(Collected data entries)
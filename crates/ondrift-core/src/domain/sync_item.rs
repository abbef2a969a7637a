//! SyncItem domain entity
//!
//! This module defines the SyncItem entity which represents a file or folder
//! being synchronized between local storage and OneDrive using the
//! Files-On-Demand model.
//!
//! ## State Machine
//!
//! ```text
//!     ┌──────────┐    access     ┌───────────┐   complete   ┌───────────┐
//!     │  Online  │ ────────────► │ Hydrating │ ───────────► │ Hydrated  │
//!     │(placeholder)│            │(downloading)│            │ (local)   │
//!     └──────────┘               └───────────┘              └───────────┘
//!          ▲                                                     │
//!          │                                                     │
//!          │    dehydrate                              modify    │
//!          └─────────────────────────────────────────────────────┘
//!                                     │
//!                                     ▼
//!                              ┌───────────┐
//!                              │ Modified  │ ──── conflict ───► Conflicted
//!                              │ (dirty)   │
//!                              └───────────┘
//!                                     │
//!                                     │ sync
//!                                     ▼
//!                              ┌───────────┐
//!                              │ Hydrated  │
//!                              └───────────┘
//! ```

use chrono::{DateTime, Duration, Utc};
use serde::{Deserialize, Serialize};
use std::fmt;

use super::errors::DomainError;
use super::newtypes::{FileHash, RemoteId, RemotePath, SyncPath, UniqueId};

// ============================================================================
// T025: ItemState enum
// ============================================================================

/// State of a sync item in the Files-On-Demand model
///
/// Represents the hydration state of a file, tracking whether content
/// is available locally or only in the cloud.
#[derive(Debug, Clone, Default, PartialEq, Eq, Serialize, Deserialize)]
#[serde(rename_all = "snake_case")]
pub enum ItemState {
    /// Metadata only, content exists only in cloud (placeholder file)
    #[default]
    Online,
    /// Currently downloading content from cloud
    Hydrating,
    /// Fully synced, content available locally
    Hydrated,
    /// Hydrated and pinned to stay local; never chosen by automatic dehydration
    Pinned,
    /// Local changes pending upload to cloud
    Modified,
    /// Conflict detected between local and remote versions
    Conflicted,
    /// Error state with reason
    Error(String),
    /// Marked for deletion
    Deleted,
}

impl ItemState {
    /// Returns true if the item content is available locally
    pub fn is_local(&self) -> bool {
        matches!(self, ItemState::Hydrated | ItemState::Pinned | ItemState::Modified)
    }

    /// Returns true if the item is only a placeholder
    pub fn is_placeholder(&self) -> bool {
        matches!(self, ItemState::Online)
    }

    /// Returns true if the item is in an active transfer state
    pub fn is_transferring(&self) -> bool {
        matches!(self, ItemState::Hydrating)
    }

    /// Returns true if the item needs user attention
    pub fn needs_attention(&self) -> bool {
        matches!(self, ItemState::Conflicted | ItemState::Error(_))
    }

    /// Returns true if the item has pending changes to sync
    pub fn has_pending_changes(&self) -> bool {
        matches!(self, ItemState::Modified)
    }

    /// Returns true if the item is a dehydration candidate.
    ///
    /// Only fully-hydrated, unmodified, unpinned content can be safely
    /// evicted from the local cache; everything else either has no local
    /// content to remove or has state that would be lost.
    pub fn can_dehydrate(&self) -> bool {
        matches!(self, ItemState::Hydrated)
    }

    /// Returns true if the item is pinned to stay local
    pub fn is_pinned(&self) -> bool {
        matches!(self, ItemState::Pinned)
    }

    /// Returns the state name as a string (without error details)
    pub fn name(&self) -> &'static str {
        match self {
            ItemState::Online => "Online",
            ItemState::Hydrating => "Hydrating",
            ItemState::Hydrated => "Hydrated",
            ItemState::Pinned => "Pinned",
            ItemState::Modified => "Modified",
            ItemState::Conflicted => "Conflicted",
            ItemState::Error(_) => "Error",
            ItemState::Deleted => "Deleted",
        }
    }
}

impl fmt::Display for ItemState {
    fn fmt(&self, f: &mut fmt::Formatter<'_>) -> fmt::Result {
        match self {
            ItemState::Online => write!(f, "online"),
            ItemState::Hydrating => write!(f, "hydrating"),
            ItemState::Hydrated => write!(f, "hydrated"),
            ItemState::Pinned => write!(f, "pinned"),
            ItemState::Modified => write!(f, "modified"),
            ItemState::Conflicted => write!(f, "conflicted"),
            ItemState::Error(reason) => write!(f, "error: {}", reason),
            ItemState::Deleted => write!(f, "deleted"),
        }
    }
}

// ============================================================================
// T026: ItemMetadata struct
// ============================================================================

/// Unix-style file permissions
#[derive(Debug, Clone, Copy, PartialEq, Eq, Serialize, Deserialize)]
pub struct Permissions {
    /// Read permission
    pub read: bool,
    /// Write permission
    pub write: bool,
    /// Execute permission (for directories, this means list)
    pub execute: bool,
}

impl Permissions {
    /// Creates permissions with all flags set to true
    pub fn all() -> Self {
        Self {
            read: true,
            write: true,
            execute: true,
        }
    }

    /// Creates read-only permissions
    pub fn read_only() -> Self {
        Self {
            read: true,
            write: false,
            execute: false,
        }
    }

    /// Creates permissions from a Unix mode (e.g., 0o644)
    pub fn from_mode(mode: u32) -> Self {
        Self {
            read: (mode & 0o400) != 0,
            write: (mode & 0o200) != 0,
            execute: (mode & 0o100) != 0,
        }
    }

    /// Converts to a Unix mode for the owner bits
    pub fn to_mode(&self) -> u32 {
        let mut mode = 0u32;
        if self.read {
            mode |= 0o400;
        }
        if self.write {
            mode |= 0o200;
        }
        if self.execute {
            mode |= 0o100;
        }
        mode
    }
}

impl Default for Permissions {
    fn default() -> Self {
        Self::all()
    }
}

/// Metadata about a sync item
///
/// Contains file system metadata and OneDrive-specific information
/// needed for synchronization decisions.
#[derive(Debug, Clone, PartialEq, Eq, Serialize, Deserialize)]
pub struct ItemMetadata {
    /// Whether this item is a directory
    is_directory: bool,
    /// MIME type of the file (None for directories)
    mime_type: Option<String>,
    /// When the item was originally created
    created_at: DateTime<Utc>,
    /// ETag from OneDrive for optimistic concurrency control
    etag: Option<String>,
    /// File permissions
    permissions: Permissions,
}

impl ItemMetadata {
    /// Creates metadata for a file
    pub fn new_file(mime_type: Option<String>) -> Self {
        Self {
            is_directory: false,
            mime_type,
            created_at: Utc::now(),
            etag: None,
            permissions: Permissions::all(),
        }
    }

    /// Creates metadata for a directory
    pub fn new_directory() -> Self {
        Self {
            is_directory: true,
            mime_type: None,
            created_at: Utc::now(),
            etag: None,
            permissions: Permissions::all(),
        }
    }

    /// Creates metadata with all fields specified
    pub fn new(
        is_directory: bool,
        mime_type: Option<String>,
        created_at: DateTime<Utc>,
        etag: Option<String>,
        permissions: Permissions,
    ) -> Self {
        Self {
            is_directory,
            mime_type,
            created_at,
            etag,
            permissions,
        }
    }

    /// Returns true if this is a directory
    pub fn is_directory(&self) -> bool {
        self.is_directory
    }

    /// Returns the MIME type
    pub fn mime_type(&self) -> Option<&str> {
        self.mime_type.as_deref()
    }

    /// Returns when the item was created
    pub fn created_at(&self) -> DateTime<Utc> {
        self.created_at
    }

    /// Returns the ETag
    pub fn etag(&self) -> Option<&str> {
        self.etag.as_deref()
    }

    /// Returns the permissions
    pub fn permissions(&self) -> &Permissions {
        &self.permissions
    }

    /// Sets the ETag
    pub fn set_etag(&mut self, etag: impl Into<String>) {
        self.etag = Some(etag.into());
    }

    /// Clears the ETag
    pub fn clear_etag(&mut self) {
        self.etag = None;
    }

    /// Sets the permissions
    pub fn set_permissions(&mut self, permissions: Permissions) {
        self.permissions = permissions;
    }

    /// Sets the MIME type
    pub fn set_mime_type(&mut self, mime_type: Option<String>) {
        self.mime_type = mime_type;
    }
}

■ **Your objective**
For each line of the entries that includes "model", show that line.

■ **Problem solution**
//! Files-On-Demand model.
/// State of a sync item in the Files-On-Demand model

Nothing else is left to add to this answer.